Понятно, что в сюжетном построении текста «Патерика» сон выступает как наиболее удобная форма, которая позволяет свободно развивать тему общения человека с умершим святым. Это, однако, не означает, что перед нами исключительно литературный штамп. Напротив – «удобство», т. е. естественность и доходчивость, этого сюжетного стереотипа объясняется тем, что и в реальной жизни людям под воздействием церковной проповеди и жизненных переживаний действительно снились «вещие» сны, которые воспринимались как «послания небес». Именно поэтому история Василия выглядела для древнерусского читателя вполне правдоподобно.
Таким образом, ясно, что дохристианские представления о возможности предсказания будущего сохранялись в общественном сознании населения Древней Руси, продолжая оказывать влияние как на простонародную культуру (где они был законсервированы и дошли до наших дней), так и на культуру официальную, которой были охвачены образованные слои.

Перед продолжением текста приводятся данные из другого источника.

//! A `Store` kept in plain vectors, with a log of every write and switches to
//! make individual writes fail.

use anyhow::{bail, Result};
use chrono::{DateTime, Utc};

use super::{Store, TaskFilter};
use crate::model::{Entry, EntryId, Link, Subtask, SubtaskId, Task, TaskId, User, UserId};

#[derive(Debug, Clone, PartialEq, Eq)]
pub enum Write {
    Entry,
    Links(usize),
    TaskCompletion(Vec<TaskId>),
    SubtaskCompletion(Vec<SubtaskId>),
}

#[derive(Debug, Default)]
pub struct MemoryStore {
    pub users: Vec<User>,
    pub tasks: Vec<Task>,
    pub subtasks: Vec<Subtask>,
    pub entries: Vec<Entry>,
    pub links: Vec<Link>,
    pub writes: Vec<Write>,
    pub fail_entries: bool,
    pub fail_links: bool,
    pub fail_reads: bool,
    /// fails `tasks` only, which leaves commits working but not reloads
    pub fail_task_lists: bool,
    next_id: i32,
}

impl MemoryStore {
    fn next_id(&mut self) -> i32 {
        self.next_id += 1;
        self.next_id
    }

    pub fn task(&self, id: TaskId) -> &Task {
        self.tasks.iter().find(|task| task.id == id).unwrap()
    }

    pub fn subtask(&self, id: SubtaskId) -> &Subtask {
        self.subtasks.iter().find(|sub| sub.id == id).unwrap()
    }

    fn check_reads(&self) -> Result<()> {
        if self.fail_reads {
            bail!("read failed");
        }
        Ok(())
    }
}

impl Store for MemoryStore {
    fn upsert_user(&mut self, email: &str, now: DateTime<Utc>) -> Result<User> {
        if let Some(user) = self.users.iter().find(|user| user.email == email) {
            return Ok(user.clone());
        }
        let user = User {
            id: UserId(self.next_id()),
            email: email.into(),
            created_at: now,
        };
        self.users.push(user.clone());
        Ok(user)
    }

    fn tasks(&mut self, owner: UserId, filter: TaskFilter) -> Result<Vec<Task>> {
        self.check_reads()?;
        if self.fail_task_lists {
            bail!("task list failed");
        }
        Ok(self
            .tasks
            .iter()
            .filter(|task| task.user_id == owner)
            .filter(|task| filter == TaskFilter::All || task.is_active())
            .cloned()
            .collect())
    }

    fn tasks_by_id(&mut self, owner: UserId, ids: &[TaskId]) -> Result<Vec<Task>> {
        self.check_reads()?;
        Ok(self
            .tasks
            .iter()
            .filter(|task| task.user_id == owner && ids.contains(&task.id))
            .cloned()
            .collect())
    }

    fn subtasks(&mut self, owner: UserId, task_ids: &[TaskId]) -> Result<Vec<Subtask>> {
        self.check_reads()?;
        Ok(self
            .subtasks
            .iter()
            .filter(|sub| sub.user_id == owner && task_ids.contains(&sub.task_id))
            .cloned()
            .collect())
    }

    fn subtasks_by_id(&mut self, owner: UserId, ids: &[SubtaskId]) -> Result<Vec<Subtask>> {
        self.check_reads()?;
        Ok(self
            .subtasks
            .iter()
            .filter(|sub| sub.user_id == owner && ids.contains(&sub.id))
            .cloned()
            .collect())
    }

    fn insert_task(&mut self, owner: UserId, title: &str, now: DateTime<Utc>) -> Result<Task> {
        let task = Task {
            id: TaskId(self.next_id()),
            user_id: owner,
            title: title.into(),
            created_at: now,
            completed_at: None,
        };
        self.tasks.push(task.clone());
        Ok(task)
    }

    fn insert_subtask(
        &mut self,
        owner: UserId,
        task_id: TaskId,
        title: &str,
        now: DateTime<Utc>,
    ) -> Result<Subtask> {
        if !self
            .tasks
            .iter()
            .any(|task| task.id == task_id && task.user_id == owner)
        {
            bail!("No task found with id {task_id:?}");
        }
        let subtask = Subtask {
            id: SubtaskId(self.next_id()),
            user_id: owner,
            task_id,
            title: title.into(),
            created_at: now,
            completed_at: None,
        };
        self.subtasks.push(subtask.clone());
        Ok(subtask)
    }

    fn rename_subtask(&mut self, owner: UserId, id: SubtaskId, title: &str) -> Result<Subtask> {
        match self
            .subtasks
            .iter_mut()
            .find(|sub| sub.id == id && sub.user_id == owner)
        {
            Some(subtask) => {
                subtask.title = title.into();
                Ok(subtask.clone())
            }
            None => bail!("No subtask found with id {id:?}"),
        }
    }

    fn set_task_completion(
        &mut self,
        owner: UserId,
        ids: &[TaskId],
        completed_at: Option<DateTime<Utc>>,
    ) -> Result<()> {
        self.writes.push(Write::TaskCompletion(ids.to_vec()));
        for task in &mut self.tasks {
            if task.user_id == owner && ids.contains(&task.id) {
                task.completed_at = completed_at;
            }
        }
        Ok(())
    }

    fn set_subtask_completion(
        &mut self,
        owner: UserId,
        ids: &[SubtaskId],
        completed_at: Option<DateTime<Utc>>,
    ) -> Result<()> {
        self.writes.push(Write::SubtaskCompletion(ids.to_vec()));
        for subtask in &mut self.subtasks {
            if subtask.user_id == owner && ids.contains(&subtask.id) {
                subtask.completed_at = completed_at;
            }
        }
        Ok(())
    }

    fn insert_entry(
        &mut self,
        owner: UserId,
        started_at: DateTime<Utc>,
        ended_at: DateTime<Utc>,
        note: &str,
    ) -> Result<Entry> {
        if self.fail_entries {
            bail!("insert failed");
        }
        self.writes.push(Write::Entry);
        let entry = Entry {
            id: EntryId(self.next_id()),
            user_id: owner,
            started_at,
            ended_at,
            note: note.into(),
        };
        self.entries.push(entry.clone());
        Ok(entry)
    }

    fn insert_links(&mut self, links: &[Link]) -> Result<()> {
        if self.fail_links {
            bail!("insert failed");
        }
        self.writes.push(Write::Links(links.len()));
        self.links.extend_from_slice(links);
        Ok(())
    }

    fn entries(&mut self, owner: UserId, since: Option<DateTime<Utc>>) -> Result<Vec<Entry>> {
        self.check_reads()?;
        let mut entries: Vec<Entry> = self
            .entries
            .iter()
            .filter(|entry| entry.user_id == owner)
            .filter(|entry| since.map_or(true, |since| entry.started_at >= since))
            .cloned()
            .collect();
        entries.sort_by(|a, b| b.started_at.cmp(&a.started_at));
        Ok(entries)
    }

    fn links(&mut self, entry_ids: &[EntryId]) -> Result<Vec<Link>> {
        self.check_reads()?;
        Ok(self
            .links
            .iter()
            .filter(|link| entry_ids.contains(&link.entry_id))
            .copied()
            .collect())
    }

    fn completions(&mut self, owner: UserId, since: DateTime<Utc>) -> Result<Vec<DateTime<Utc>>> {
        self.check_reads()?;
        let tasks = self
            .tasks
            .iter()
            .filter(|task| task.user_id == owner)
            .filter_map(|task| task.completed_at);
        let subtasks = self
            .subtasks
            .iter()
            .filter(|sub| sub.user_id == owner)
            .filter_map(|sub| sub.completed_at);
        Ok(tasks.chain(subtasks).filter(|at| *at >= since).collect())
    }
}
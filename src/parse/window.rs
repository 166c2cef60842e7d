use std::sync::LazyLock;

use anyhow::{anyhow, bail, Result};
use chrono::NaiveDate;
use regex::Regex;

use crate::heatmap::{Half, Window};

static REGEX: LazyLock<Regex> = LazyLock::new(|| {
    Regex::new(
        r"(?xi)
^ # anchor to start of string

(?:
  (?: # trailing days, ending today
    (\d+) \s* d(?:ay|ays)?
  ) | (?: # half of a calendar year
    (\d{4}) \s* -? \s* h([12])
  ) | (?: # explicit inclusive range
    (\d{4}-\d{2}-\d{2}) \s* \.\. \s* (\d{4}-\d{2}-\d{2})
  )
)

$ # anchor to end of string
",
    )
    .expect("Could not parse Regex")
});

/// Parses a heatmap window: `365d`, `2025-h1` or `2025-01-01..2025-03-31`.
pub fn parse_window(text: &str, today: NaiveDate) -> Result<Window> {
    let Some(captures) = REGEX.captures(text.trim()) else {
        bail!("could not parse window {text:?}, expected e.g. 365d, 2025-h1 or 2025-01-01..2025-03-31");
    };

    if let Some(days) = captures.get(1) {
        let days = days.as_str().parse()?;
        Window::trailing(today, days)
    } else if let Some(year) = captures.get(2) {
        let half = match &captures[3] {
            "1" => Half::First,
            _ => Half::Second,
        };
        Window::half_year(year.as_str().parse()?, half)
    } else {
        let start = parse_day(&captures[4])?;
        let end = parse_day(&captures[5])?;
        Window::new(start, end)
    }
}

fn parse_day(text: &str) -> Result<NaiveDate> {
    NaiveDate::parse_from_str(text, "%Y-%m-%d").map_err(|err| anyhow!("invalid date {text:?}: {err}"))
}
impl Reconciler {
    /// `tasks` are the active tasks, `subtasks` every subtask under them
    /// whether complete or not.  Subtasks of unknown tasks are dropped.
    pub fn new(tasks: Vec<Task>, subtasks: Vec<Subtask>) -> Self {
        let known: HashSet<TaskId> = tasks.iter().map(|task| task.id).collect();
        let mut subtasks_by_task: HashMap<TaskId, Vec<SubtaskId>> = HashMap::new();
        let mut pre_completed = HashSet::new();
        let mut by_id = HashMap::new();

        for subtask in subtasks {
            if !known.contains(&subtask.task_id) {
                log::debug!(
                    "Ignoring subtask {:?} of inactive task {:?}",
                    subtask.id,
                    subtask.task_id
                );
                continue;
            }
            subtasks_by_task
                .entry(subtask.task_id)
                .or_default()
                .push(subtask.id);
            if subtask.is_complete() {
                pre_completed.insert(subtask.id);
            }
            by_id.insert(subtask.id, subtask);
        }

        Self {
            tasks,
            subtasks: by_id,
            subtasks_by_task,
            pre_completed,
            selected_subtasks: BTreeSet::new(),
            selected_tasks: BTreeSet::new(),
        }
    }

    pub fn tasks(&self) -> &[Task] {
        &self.tasks
    }

    pub fn task(&self, task_id: TaskId) -> Option<&Task> {
        self.tasks.iter().find(|task| task.id == task_id)
    }

    /// Subtasks of a task, in load order.
    pub fn subtasks_of(&self, task_id: TaskId) -> impl Iterator<Item = &Subtask> + '_ {
        self.subtask_ids(task_id)
            .iter()
            .filter_map(move |id| self.subtasks.get(id))
    }

    fn subtask_ids(&self, task_id: TaskId) -> &[SubtaskId] {
        self.subtasks_by_task
            .get(&task_id)
            .map(Vec::as_slice)
            .unwrap_or(&[])
    }

    pub fn subtask(&self, subtask_id: SubtaskId) -> Option<&Subtask> {
        self.subtasks.get(&subtask_id)
    }

    pub fn has_subtasks(&self, task_id: TaskId) -> bool {
        !self.subtask_ids(task_id).is_empty()
    }

    pub fn is_pre_completed(&self, subtask_id: SubtaskId) -> bool {
        self.pre_completed.contains(&subtask_id)
    }

    pub fn is_subtask_selected(&self, subtask_id: SubtaskId) -> bool {
        self.selected_subtasks.contains(&subtask_id)
    }

    /// Whether a subtask should be rendered as checked.
    pub fn is_subtask_checked(&self, subtask_id: SubtaskId) -> bool {
        self.is_pre_completed(subtask_id) || self.is_subtask_selected(subtask_id)
    }

    /// Whether a task should be rendered as checked.
    pub fn is_task_checked(&self, task_id: TaskId) -> bool {
        if self.has_subtasks(task_id) {
            self.is_task_fully_selected(task_id)
        } else {
            self.selected_tasks.contains(&task_id)
        }
    }

    pub fn is_task_fully_selected(&self, task_id: TaskId) -> bool {
        let ids = self.subtask_ids(task_id);
        !ids.is_empty() && ids.iter().all(|id| self.is_subtask_checked(*id))
    }

    pub fn is_task_partially_selected(&self, task_id: TaskId) -> bool {
        let ids = self.subtask_ids(task_id);
        ids.iter().any(|id| self.is_subtask_checked(*id)) && !self.is_task_fully_selected(task_id)
    }

    /// Selects every remaining subtask of the task, or clears them all if they
    /// were already selected.  Tasks without subtasks are selected directly.
    pub fn toggle_task(&mut self, task_id: TaskId) {
        if self.task(task_id).is_none() {
            log::debug!("Ignoring toggle of unknown task {task_id:?}");
            return;
        }

        if self.has_subtasks(task_id) {
            let mutable: Vec<SubtaskId> = self
                .subtask_ids(task_id)
                .iter()
                .copied()
                .filter(|id| !self.pre_completed.contains(id))
                .collect();
            let all_selected = !mutable.is_empty()
                && mutable.iter().all(|id| self.selected_subtasks.contains(id));

            for id in mutable {
                if all_selected {
                    self.selected_subtasks.remove(&id);
                } else {
                    self.selected_subtasks.insert(id);
                }
            }
            self.selected_tasks.remove(&task_id);
        } else if !self.selected_tasks.remove(&task_id) {
            self.selected_tasks.insert(task_id);
        }
    }

    pub fn toggle_subtask(&mut self, subtask_id: SubtaskId) {
        if !self.subtasks.contains_key(&subtask_id) {
            log::debug!("Ignoring toggle of unknown subtask {subtask_id:?}");
            return;
        }
        if self.pre_completed.contains(&subtask_id) {
            log::debug!("Ignoring toggle of already completed subtask {subtask_id:?}");
            return;
        }
        if !self.selected_subtasks.remove(&subtask_id) {
            self.selected_subtasks.insert(subtask_id);
        }
    }

    pub fn has_selection(&self) -> bool {
        !self.selected_subtasks.is_empty() || !self.selected_tasks.is_empty()
    }

    pub fn clear_selection(&mut self) {
        self.selected_subtasks.clear();
        self.selected_tasks.clear();
    }

    /// The rows and completion stamps for everything selected this session.
    pub fn commit(&self, entry_id: EntryId, completed_at: DateTime<Utc>) -> CommitPlan {
        let subtasks: Vec<&Subtask> = self
            .selected_subtasks
            .iter()
            .filter(|id| !self.pre_completed.contains(id))
            .filter_map(|id| self.subtasks.get(id))
            .collect();

        let mut links: Vec<Link> = subtasks
            .iter()
            .map(|subtask| Link {
                entry_id,
                task_id: subtask.task_id,
                subtask_id: Some(subtask.id),
            })
            .collect();
        links.extend(self.selected_tasks.iter().map(|task_id| Link {
            entry_id,
            task_id: *task_id,
            subtask_id: None,
        }));

        CommitPlan {
            links,
            subtask_ids: subtasks.iter().map(|subtask| subtask.id).collect(),
            task_ids: self.selected_tasks.iter().copied().collect(),
            completed_at,
        }
    }

    /// Folds a saved plan back in for when the tasks can't be loaded again.
    /// Its subtasks become pre-completed, and tasks it completed, directly or
    /// through their last subtask, drop out.
    pub fn absorb(&mut self, plan: &CommitPlan) {
        for id in &plan.subtask_ids {
            if let Some(subtask) = self.subtasks.get_mut(id) {
                subtask.completed_at = Some(plan.completed_at);
                self.pre_completed.insert(*id);
            }
        }

        let finished: HashSet<TaskId> = plan
            .task_ids
            .iter()
            .copied()
            .chain(plan.touched_parents().into_iter().filter(|task_id| {
                self.subtask_ids(*task_id)
                    .iter()
                    .all(|id| self.pre_completed.contains(id))
            }))
            .collect();
        for task_id in &finished {
            for id in self.subtasks_by_task.remove(task_id).unwrap_or_default() {
                self.subtasks.remove(&id);
                self.pre_completed.remove(&id);
            }
        }
        self.tasks.retain(|task| !finished.contains(&task.id));
        self.clear_selection();
    }

    /// What the session completed, grouped by task, for showing after a save.
    ///
    /// Already completed subtasks are listed alongside the new ones so each
    /// group shows the task's full progress.
    pub fn summary(&self) -> Vec<SummaryGroup> {
        self.tasks
            .iter()
            .filter_map(|task| {
                let subtask_titles: Vec<String> = self
                    .subtasks_of(task.id)
                    .filter(|subtask| self.is_subtask_checked(subtask.id))
                    .map(|subtask| subtask.title.clone())
                    .collect();
                let selected = self.selected_tasks.contains(&task.id);
                (selected || !subtask_titles.is_empty()).then(|| SummaryGroup {
                    task_title: task.title.clone(),
                    subtask_titles,
                })
            })
            .collect()
    }

    /// Clears a task and every one of its subtasks, whatever state they are in.
    pub fn reopen(task_id: TaskId, subtask_ids: impl IntoIterator<Item = SubtaskId>) -> ReopenPlan {
        ReopenPlan {
            task_id,
            subtask_ids: subtask_ids.into_iter().collect(),
        }
    }
}

/// Tasks with subtasks can only be completed through their subtasks.
pub fn allows_direct_completion(subtask_count: usize) -> bool {
    subtask_count == 0
}

/// The completion timestamp a task with subtasks should carry: the latest
/// subtask completion once every subtask is complete, otherwise none.
///
/// Returns `None` for an empty list too, but tasks without subtasks are
/// completed directly and should not be derived at all.
pub fn derived_completion(subtasks: &[Subtask]) -> Option<DateTime<Utc>> {
    subtasks
        .iter()
        .map(|subtask| subtask.completed_at)
        .collect::<Option<Vec<_>>>()?
        .into_iter()
        .max()
}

Воздействуя на мировоззрение книжного населения, местные языческие традиции актуализировали античные (тоже, по сути, языческие) элементы официального православия, способствуя созданию новых способов гадания и предсказания будущего, в которых ортодоксальные элементы соединялись в оригинальных сочетаниях. Основой долгого сохранения гаданий в русской культуре стала изначальная вера славян в то, что предуготовленное высшими силами будущее можно узнать и при счастливом стечении обстоятельств, а также при известной осторожности – изменить.
«Повеле благоверный князь строити град именем Болший Китеж»: город как сакральное пространство
Этимология слова «город» указывает на время освоения славянами неизведанных пространств, миграции на новую территорию, где для жизни требовалось прежде всего отгородиться от окружающего враждебного хаоса. Необходимо было превратить «чужое» в «свое», и поскольку совершить это действие сразу во всемирном масштабе было невозможно, выделялось ограниченное пространство, где и должна была в дальнейшем развиться «своя» жизнь. Недаром для обозначения человека, лишенного родины, в старославянском языке существовало слово «безградьникъ» – у каждого человека где-то должен быть свой город.